The Company's intangible assets at June 30, 2002 are classified as
"intangible assets other than goodwill" and primarily represent the
unamortized intangible related to the Company's 1997 acquisition of three
branch offices from another bank. At June 30, 2002, the carrying amount of
this intangible was $3.3 million, net of accumulated amortization of $2.7
million, and is being amortized on a straight line basis over ten years in
accordance with SFAS No. 72, "Accounting for Certain Acquisitions of Banking
or Thrift Institutions," which was not superseded by SFAS No. 142.

-8-


LCNB Corp. and Subsidiaries
Notes to Consolidated Financial Statements
(Unaudited)
(Continued)

NOTE 5 - NEW ACCOUNTING PRONOUNCEMENT (continued)
On May 10, 2002, the Financial Accounting Standards Board issued an exposure
draft titled "Acquisitions of Certain Financial Institutions, " which amends
certain provisions of SFAS No. 72. If adopted, the proposal will remove
acquisitions of financial institutions from the scope of SFAS No. 72 and will
require that such acquisitions be accounted for in accordance with SFAS No.
141, "Business Combinations." If the acquisition meets the definition of a
business combination, it shall be accounted for by the purchase method in
accordance with the provisions of SFAS No. 141. Any goodwill that results
will be accounted for in accordance with the provisions of SFAS No. 142. If
the acquisition does not meet the definition of a business combination, the
cost of the assets acquired shall be allocated to the individual assets
acquired and liabilities assumed based on their relative fair values and
shall not give rise to goodwill.

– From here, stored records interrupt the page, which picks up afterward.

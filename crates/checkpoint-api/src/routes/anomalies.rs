//! # Anomaly Administration API
//!
//! Administrator view over every anomaly recorded against any document.

use axum::extract::{Path, State};
use axum::http::StatusCode;
use axum::routing::get;
use axum::{Json, Router};
use checkpoint_core::AnomalyId;
use uuid::Uuid;

use crate::auth::{require_role, CallerIdentity, Role};
use crate::error::AppError;
use crate::state::AppState;
use crate::views::AnomalyView;

/// Build the anomalies router.
pub fn router() -> Router<AppState> {
    Router::new()
        .route("/api/DocumentAnomaly", get(list_anomalies))
        .route(
            "/api/DocumentAnomaly/:id",
            get(get_anomaly).delete(delete_anomaly),
        )
}

/// GET /api/DocumentAnomaly: List all anomalies.
#[utoipa::path(
    get,
    path = "/api/DocumentAnomaly",
    responses(
        (status = 200, description = "All anomalies", body = Vec<AnomalyView>),
        (status = 401, description = "Unauthenticated", body = crate::error::ErrorBody),
        (status = 403, description = "Not an administrator", body = crate::error::ErrorBody),
    ),
    tag = "anomalies"
)]
async fn list_anomalies(
    caller: CallerIdentity,
    State(state): State<AppState>,
) -> Result<Json<Vec<AnomalyView>>, AppError> {
    require_role(&caller, Role::Administrator)?;
    let anomalies = state.registry.anomalies();
    Ok(Json(anomalies.into_iter().map(AnomalyView::from).collect()))
}

/// GET /api/DocumentAnomaly/:id: Get one anomaly.
#[utoipa::path(
    get,
    path = "/api/DocumentAnomaly/{id}",
    params(("id" = Uuid, Path, description = "Anomaly ID")),
    responses(
        (status = 200, description = "Anomaly found", body = AnomalyView),
        (status = 401, description = "Unauthenticated", body = crate::error::ErrorBody),
        (status = 403, description = "Not an administrator", body = crate::error::ErrorBody),
        (status = 404, description = "Not found", body = crate::error::ErrorBody),
    ),
    tag = "anomalies"
)]
async fn get_anomaly(
    caller: CallerIdentity,
    State(state): State<AppState>,
    Path(id): Path<Uuid>,
) -> Result<Json<AnomalyView>, AppError> {
    require_role(&caller, Role::Administrator)?;
    state
        .registry
        .find_anomaly(AnomalyId::from_uuid(id))
        .map(|a| Json(a.into()))
        .ok_or_else(|| AppError::NotFound(format!("anomaly {id} not found")))
}

/// DELETE /api/DocumentAnomaly/:id: Delete one anomaly.
#[utoipa::path(
    delete,
    path = "/api/DocumentAnomaly/{id}",
    params(("id" = Uuid, Path, description = "Anomaly ID")),
    responses(
        (status = 204, description = "Anomaly deleted"),
        (status = 401, description = "Unauthenticated", body = crate::error::ErrorBody),
        (status = 403, description = "Not an administrator", body = crate::error::ErrorBody),
        (status = 404, description = "Not found", body = crate::error::ErrorBody),
    ),
    tag = "anomalies"
)]
async fn delete_anomaly(
    caller: CallerIdentity,
    State(state): State<AppState>,
    Path(id): Path<Uuid>,
) -> Result<StatusCode, AppError> {
    require_role(&caller, Role::Administrator)?;
    state.workflow().delete_anomaly(AnomalyId::from_uuid(id))?;
    Ok(StatusCode::NO_CONTENT)
}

In addition, this proposed statement would
amend SFAS No. 144 to include in its scope long-term customer-relationship
intangible assets of financial institutions such as depositor- and borrower-
relationship intangible assets and credit-cardholder intangible assets.
Consequently, those intangible assets would be subject to the same
undiscounted cash flow recoverability tests and impairment loss recognition
and measurement provisions that SFAS No. 144 requires for long-term tangible
assets and other finite-lived intangible assets that are held and used.

Existing unidentifiable intangible assets, as that term is defined in SFAS
No. 72, previously recognized under the provisions of SFAS No. 72 shall
continue to be amortized (consistent with the existing clarifying provisions
of Emerging Issues Task Force Topic D-100) unless:

(a) the transaction in which the intangible asset arose met the
definition of a business combination, and
(b) intangible assets acquired in the transaction were recognized apart
from the unidentifiable intangible asset and those intangible
assets were accounted for separately from the unidentifiable
intangible asset after the date of acquisition.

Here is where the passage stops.